» **Work instructions**
Needed from the data below: every line from the one with "filename src/config.rs" up to and including the one with "use url::Url;", repeated exactly and with nothing else.

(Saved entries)
● ● ● ●

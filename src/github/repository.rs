// src/github/repository.rs
// =============================================================================
// The Repository record, and the JSON shape GitHub sends it in.
//
// GitHub's /users/{username}/repos endpoint returns an array of large
// objects (~100 fields each). We only decode the five we display and let
// serde ignore the rest.
// =============================================================================

use serde::{Deserialize, Serialize};

// One repository card's worth of data
//
// Immutable once built: the browser only ever slices a Vec of these.
#[derive(Debug, Clone, PartialEq, Eq, Serialize)]
pub struct Repository {
    pub name: String,
    pub description: Option<String>,
    pub star_count: u64,
    /// Order as returned by the API
    pub topics: Vec<String>,
    /// Link to the repository's page on github.com
    pub url: String,
}

// The wire format, field names exactly as GitHub spells them
#[derive(Debug, Deserialize)]
pub(crate) struct ApiRepository {
    name: String,
    #[serde(default)]
    description: Option<String>,
    #[serde(default)]
    stargazers_count: u64,
    // Missing on some older API versions, null on a few mirrors
    #[serde(default)]
    topics: Option<Vec<String>>,
    html_url: String,
}

impl From<ApiRepository> for Repository {
    fn from(api: ApiRepository) -> Self {
        Repository {
            name: api.name,
            description: api.description,
            star_count: api.stargazers_count,
            topics: api.topics.unwrap_or_default(),
            url: api.html_url,
        }
    }
}

// Decodes a full response body into Repository records
pub(crate) fn parse_repositories(body: &str) -> serde_json::Result<Vec<Repository>> {
    let api_repos: Vec<ApiRepository> = serde_json::from_str(body)?;
    Ok(api_repos.into_iter().map(Repository::from).collect())
}
// src/github/mod.rs
// =============================================================================
// This module talks to the GitHub REST API.
//
// Currently implements:
// - The Repository record we render on each card
// - Listing a user's public repositories (one request, up to 100 repos)
// - A RepositorySource trait so the browser can be tested without a network
//
// Not implemented (on purpose):
// - Authentication: requests count against the unauthenticated rate limit
// - Following the Link header for users with more than 100 repositories
// =============================================================================

mod fetch;
mod repository;

pub use fetch::{GithubClient, RepositorySource};
pub use repository::Repository;

#[cfg(test)]
pub use fetch::MockRepositorySource;
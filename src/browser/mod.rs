// src/browser/mod.rs
// =============================================================================
// The repository browser component.
//
// Submodules:
// - state: SearchState and the pagination math (no I/O)
// - view: ViewState, the immutable snapshot handed to renderers
// - controller: RepositoryBrowser, which ties a RepositorySource to the state
// =============================================================================

mod controller;
pub(crate) mod state;
mod view;

pub use controller::RepositoryBrowser;
pub use view::{PaginationView, SearchStatus, ViewState};
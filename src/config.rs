// src/config.rs
// =============================================================================
// Runtime configuration for the browser.
//
// Values come from (highest priority first):
// 1. Command-line flags (see cli.rs)
// 2. Environment variables (REPO_BROWSER_API_URL, via clap's `env` feature)
// 3. The defaults below
//
// Rust concepts:
// - Default trait: A standard way to build a "sensible starting" value
// - Builder-style methods: `with_*` functions that consume and return Self
// =============================================================================

use anyhow::{anyhow, Result};
use std::time::Duration;
use url::Url;

// Public GitHub REST endpoint
pub const DEFAULT_API_URL: &str = "https://api.github.com";

// Options offered by the page-size dropdown
pub const DEFAULT_PAGE_SIZES: [usize; 4] = [5, 10, 20, 50];

// Dropdown selection when the page first loads
pub const DEFAULT_PAGE_SIZE: usize = 10;

// GitHub caps `per_page` at 100 for list endpoints
pub const API_MAX_PER_PAGE: usize = 100;

#[derive(Debug, Clone)]
pub struct BrowserConfig {
    /// Base URL of the REST API (no trailing path)
    pub api_url: Url,
    /// Page sizes the user may pick from
    pub page_sizes: Vec<usize>,
    /// Page size used until the user picks another one
    pub default_page_size: usize,
    /// Sent as the User-Agent header (GitHub rejects requests without one)
    pub user_agent: String,
    /// None = wait for the transport to resolve or fail
    pub timeout: Option<Duration>,
}

impl Default for BrowserConfig {
    fn default() -> Self {
        BrowserConfig {
            // Constant and known to be valid
            api_url: Url::parse(DEFAULT_API_URL).expect("default API URL is valid"),
            page_sizes: DEFAULT_PAGE_SIZES.to_vec(),
            default_page_size: DEFAULT_PAGE_SIZE,
            user_agent: format!("repo-browser/{}", env!("CARGO_PKG_VERSION")),
            timeout: None,
        }
    }
}

impl BrowserConfig {
    /// Overrides the API base URL, rejecting anything that isn't http(s)
    pub fn with_api_url(mut self, api_url: &str) -> Result<Self> {
        let parsed = Url::parse(api_url)
            .map_err(|e| anyhow!("Invalid API URL '{}': {}", api_url, e))?;

        if !matches!(parsed.scheme(), "http" | "https") {
            return Err(anyhow!("API URL must use http or https: {}", api_url));
        }
        if parsed.cannot_be_a_base() {
            return Err(anyhow!("API URL cannot be used as a base: {}", api_url));
        }

        self.api_url = parsed;
        Ok(self)
    }

    pub fn with_timeout(mut self, timeout: Option<Duration>) -> Self {
        self.timeout = timeout;
        self
    }

    /// Picks the starting page size; it has to be one of the dropdown options
    pub fn with_default_page_size(mut self, size: usize) -> Result<Self> {
        if !self.is_allowed_page_size(size) {
            return Err(anyhow!(
                "Page size {} is not one of: {}",
                size,
                self.page_sizes_label()
            ));
        }
        self.default_page_size = size;
        Ok(self)
    }

    pub fn is_allowed_page_size(&self, size: usize) -> bool {
        self.page_sizes.contains(&size)
    }

    /// "5, 10, 20, 50" - used in help text and validation messages
    pub fn page_sizes_label(&self) -> String {
        self.page_sizes
            .iter()
            .map(|size| size.to_string())
            .collect::<Vec<_>>()
            .join(", ")
    }
}
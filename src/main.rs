// src/main.rs
// =============================================================================
// This is the entry point of our CLI application.
//
// What happens here:
// 1. Parse command-line arguments using clap
// 2. Set up logging (tracing, to stderr so stdout stays clean for --json)
// 3. Build the config, the GitHub client and the browser
// 4. Dispatch to `search` (one page, then exit) or `browse` (interactive)
// 5. Exit with proper code (0 = shown, 1 = search failed, 2 = error)
// =============================================================================

// Module declarations - tells Rust about our other source files
mod browser;       // src/browser/ - state, view snapshots, the browser itself
mod cli;           // src/cli.rs - command-line parsing
mod config;        // src/config.rs - API URL, page sizes, timeout
mod error;         // src/error.rs - error types and user-facing messages
mod github;        // src/github/ - GitHub API client
mod render;        // src/render.rs - text and JSON output
mod session;       // src/session.rs - interactive browse loop

use anyhow::Result;
use clap::Parser;
use std::io;
use std::time::Duration;
use tracing::warn;
use tracing_subscriber::EnvFilter;

use browser::{RepositoryBrowser, SearchStatus};
use cli::{Cli, Commands};
use config::BrowserConfig;
use github::{GithubClient, RepositorySource};
use render::{JsonSink, TextSink, ViewSink};

#[tokio::main]
async fn main() {
    let cli = Cli::parse();
    init_logging(cli.verbose);

    let exit_code = match run(cli).await {
        Ok(code) => code,
        Err(e) => {
            // If an unexpected error occurred, print it and exit with code 2
            eprintln!("Error: {:#}", e);
            2
        }
    };

    std::process::exit(exit_code);
}

// Logs go to stderr. RUST_LOG wins over --verbose when set.
fn init_logging(verbose: bool) {
    let default_level = if verbose { "debug" } else { "warn" };
    let filter = EnvFilter::try_from_default_env().unwrap_or_else(|_| EnvFilter::new(default_level));

    tracing_subscriber::fmt()
        .with_env_filter(filter)
        .with_writer(io::stderr)
        .with_target(false)
        .init();
}

// Returns:
//   Ok(0) = repositories (or "No repositories found.") shown
//   Ok(1) = the search failed (bad username, HTTP error, network error)
//   Err   = couldn't even get started (bad config, stdout closed, ...)
async fn run(cli: Cli) -> Result<i32> {
    let base = BrowserConfig::default()
        .with_api_url(&cli.api_url)?
        .with_timeout(cli.timeout.map(Duration::from_secs));

    match cli.command {
        Commands::Search { username, per_page, page, json } => {
            let config = base.with_default_page_size(per_page)?;
            let client = GithubClient::new(&config)?;
            let mut sink = make_sink(json);
            handle_search(client, &config, sink.as_mut(), &username, page).await
        }
        Commands::Browse { username, per_page, json } => {
            let config = base.with_default_page_size(per_page)?;
            let mut sink = make_sink(json);
            handle_browse(&config, sink.as_mut(), username.as_deref()).await
        }
    }
}

fn make_sink(json: bool) -> Box<dyn ViewSink> {
    if json {
        Box::new(JsonSink::new(io::stdout()))
    } else {
        Box::new(TextSink::new(io::stdout()))
    }
}

// Handles the 'search' subcommand: one fetch, one render
//
// A page past the end falls back to page 1 (goToPage ignores it).
async fn handle_search<S, K>(
    source: S,
    config: &BrowserConfig,
    sink: &mut K,
    username: &str,
    page: usize,
) -> Result<i32>
where
    S: RepositorySource,
    K: ViewSink + ?Sized,
{
    let mut browser = RepositoryBrowser::new(source, config);

    let status = browser.search(username).await;

    if matches!(status, Ok(SearchStatus::Rendered)) && page != 1 && !browser.go_to_page(page) {
        warn!(
            page,
            total = browser.state().total_pages(),
            "requested page does not exist, showing page 1"
        );
    }

    sink.render(browser.view())?;

    Ok(if status.is_ok() { 0 } else { 1 })
}

// Handles the 'browse' subcommand: commands come from stdin
async fn handle_browse(config: &BrowserConfig, sink: &mut dyn ViewSink, username: Option<&str>) -> Result<i32> {
    let client = GithubClient::new(config)?;
    let mut browser = RepositoryBrowser::new(client, config);
    let stdin = tokio::io::BufReader::new(tokio::io::stdin());

    session::run_session(&mut browser, sink, stdin, username).await?;

    Ok(0)
}
// src/browser/state.rs
// =============================================================================
// SearchState: everything the browser remembers between user actions.
//
// All the pagination arithmetic lives here as plain functions with no I/O,
// so it can be tested without a network or a terminal.
//
// Invariants:
// - per_page >= 1
// - 1 <= current_page <= total_pages()
// - total_pages() == ceil(len / per_page), or 1 for an empty list
// =============================================================================

use std::ops::Range;

use crate::github::Repository;

#[derive(Debug, Clone, PartialEq, Eq)]
pub struct SearchState {
    username: String,
    current_page: usize,
    per_page: usize,
    repositories: Vec<Repository>,
}

impl SearchState {
    // Fresh state before any search has completed
    pub fn new(per_page: usize) -> Self {
        SearchState::with_results(String::new(), Vec::new(), per_page)
    }

    // State after a search completes; always starts on page 1
    pub fn with_results(username: String, repositories: Vec<Repository>, per_page: usize) -> Self {
        SearchState {
            username,
            current_page: 1,
            per_page: per_page.max(1),
            repositories,
        }
    }

    pub fn username(&self) -> &str {
        &self.username
    }

    pub fn current_page(&self) -> usize {
        self.current_page
    }

    pub fn per_page(&self) -> usize {
        self.per_page
    }

    pub fn is_empty(&self) -> bool {
        self.repositories.is_empty()
    }

    pub fn total_pages(&self) -> usize {
        total_pages(self.repositories.len(), self.per_page)
    }

    // The repositories shown on the current page
    pub fn current_slice(&self) -> &[Repository] {
        &self.repositories[page_bounds(self.current_page, self.per_page, self.repositories.len())]
    }

    // Moves to `target` if it exists. Returns false (and changes nothing)
    // when the target is outside 1..=total_pages.
    pub fn go_to_page(&mut self, target: usize) -> bool {
        if target < 1 || target > self.total_pages() {
            return false;
        }
        self.current_page = target;
        true
    }

    // Changes the page size and jumps back to page 1
    pub fn set_per_page(&mut self, per_page: usize) {
        self.per_page = per_page.max(1);
        self.current_page = 1;
    }
}

// ceil(len / per_page), with an empty list still counting as one page
pub fn total_pages(len: usize, per_page: usize) -> usize {
    if len == 0 {
        return 1;
    }
    len.div_ceil(per_page.max(1))
}

// Index range [ (page-1)*per_page, page*per_page ) clamped to the list length
//
// Example: page 3, per_page 10, len 25 -> 20..25
pub fn page_bounds(page: usize, per_page: usize, len: usize) -> Range<usize> {
    let per_page = per_page.max(1);
    let start = page.saturating_sub(1).saturating_mul(per_page).min(len);
    let end = start.saturating_add(per_page).min(len);
    start..end
}

#[cfg(test)]
pub(crate) fn sample_repositories(count: usize) -> Vec<Repository> {
    (0..count)
        .map(|i| Repository {
            name: format!("repo-{}", i),
            description: Some(format!("Repository number {}", i)),
            star_count: i as u64,
            topics: vec![],
            url: format!("https://github.com/octocat/repo-{}", i),
        })
        .collect()
}

#[cfg(test)]
mod tests {
    use super::*;

    fn names(slice: &[Repository]) -> Vec<String> {
        slice.iter().map(|r| r.name.clone()).collect()
    }

    #[test]
    fn test_total_pages() {
        assert_eq!(total_pages(0, 10), 1);
        assert_eq!(total_pages(1, 10), 1);
        assert_eq!(total_pages(10, 10), 1);
        assert_eq!(total_pages(11, 10), 2);
        assert_eq!(total_pages(25, 10), 3);
        assert_eq!(total_pages(100, 5), 20);
    }

    #[test]
    fn test_pages_reconstruct_the_list() {
        for len in 1..=37 {
            for per_page in [1, 3, 5, 10, 20, 50] {
                let repos = sample_repositories(len);
                let mut state = SearchState::with_results("octocat".into(), repos.clone(), per_page);

                let pages = state.total_pages();
                assert_eq!(pages, (len + per_page - 1) / per_page);

                let mut rebuilt = Vec::new();
                for page in 1..=pages {
                    assert!(state.go_to_page(page));
                    let slice = state.current_slice();
                    assert!(!slice.is_empty());
                    assert!(slice.len() <= per_page);
                    rebuilt.extend_from_slice(slice);
                }
                assert_eq!(rebuilt, repos, "len={} per_page={}", len, per_page);
            }
        }
    }

    #[test]
    fn test_twenty_five_by_ten() {
        let repos = sample_repositories(25);
        let mut state = SearchState::with_results("octocat".into(), repos.clone(), 10);

        assert_eq!(state.current_slice(), &repos[0..10]);
        state.go_to_page(2);
        assert_eq!(state.current_slice(), &repos[10..20]);
        state.go_to_page(3);
        assert_eq!(state.current_slice(), &repos[20..25]);
        assert_eq!(names(state.current_slice()).last().unwrap(), "repo-24");
    }

    #[test]
    fn test_go_to_page_out_of_range_is_noop() {
        let mut state = SearchState::with_results("octocat".into(), sample_repositories(25), 10);
        state.go_to_page(2);
        let before = state.clone();

        assert!(!state.go_to_page(0));
        assert!(!state.go_to_page(4));
        assert!(!state.go_to_page(usize::MAX));
        assert_eq!(state, before);
    }

    #[test]
    fn test_set_per_page_resets_to_first_page() {
        let mut state = SearchState::with_results("octocat".into(), sample_repositories(25), 5);
        state.go_to_page(4);
        assert_eq!(state.current_page(), 4);

        state.set_per_page(20);
        assert_eq!(state.current_page(), 1);
        assert_eq!(state.total_pages(), 2);
        assert_eq!(state.current_slice().len(), 20);
    }

    #[test]
    fn test_empty_state() {
        let state = SearchState::new(10);
        assert!(state.is_empty());
        assert_eq!(state.total_pages(), 1);
        assert_eq!(state.current_page(), 1);
        assert!(state.current_slice().is_empty());
    }

    #[test]
    fn test_page_bounds_clamps() {
        assert_eq!(page_bounds(1, 10, 25), 0..10);
        assert_eq!(page_bounds(3, 10, 25), 20..25);
        assert_eq!(page_bounds(9, 10, 25), 25..25);
        assert_eq!(page_bounds(1, 0, 3), 0..1);
    }
}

● ● ● ●

» **Response area**
filename src/config.rs
// src/config.rs
// =============================================================================
// Runtime configuration for the browser.
//
// Values come from (highest priority first):
// 1. Command-line flags (see cli.rs)
// 2. Environment variables (REPO_BROWSER_API_URL, via clap's `env` feature)
// 3. The defaults below
//
// Rust concepts:
// - Default trait: A standard way to build a "sensible starting" value
// - Builder-style methods: `with_*` functions that consume and return Self
// =============================================================================

use anyhow::{anyhow, Result};
use std::time::Duration;
use url::Url;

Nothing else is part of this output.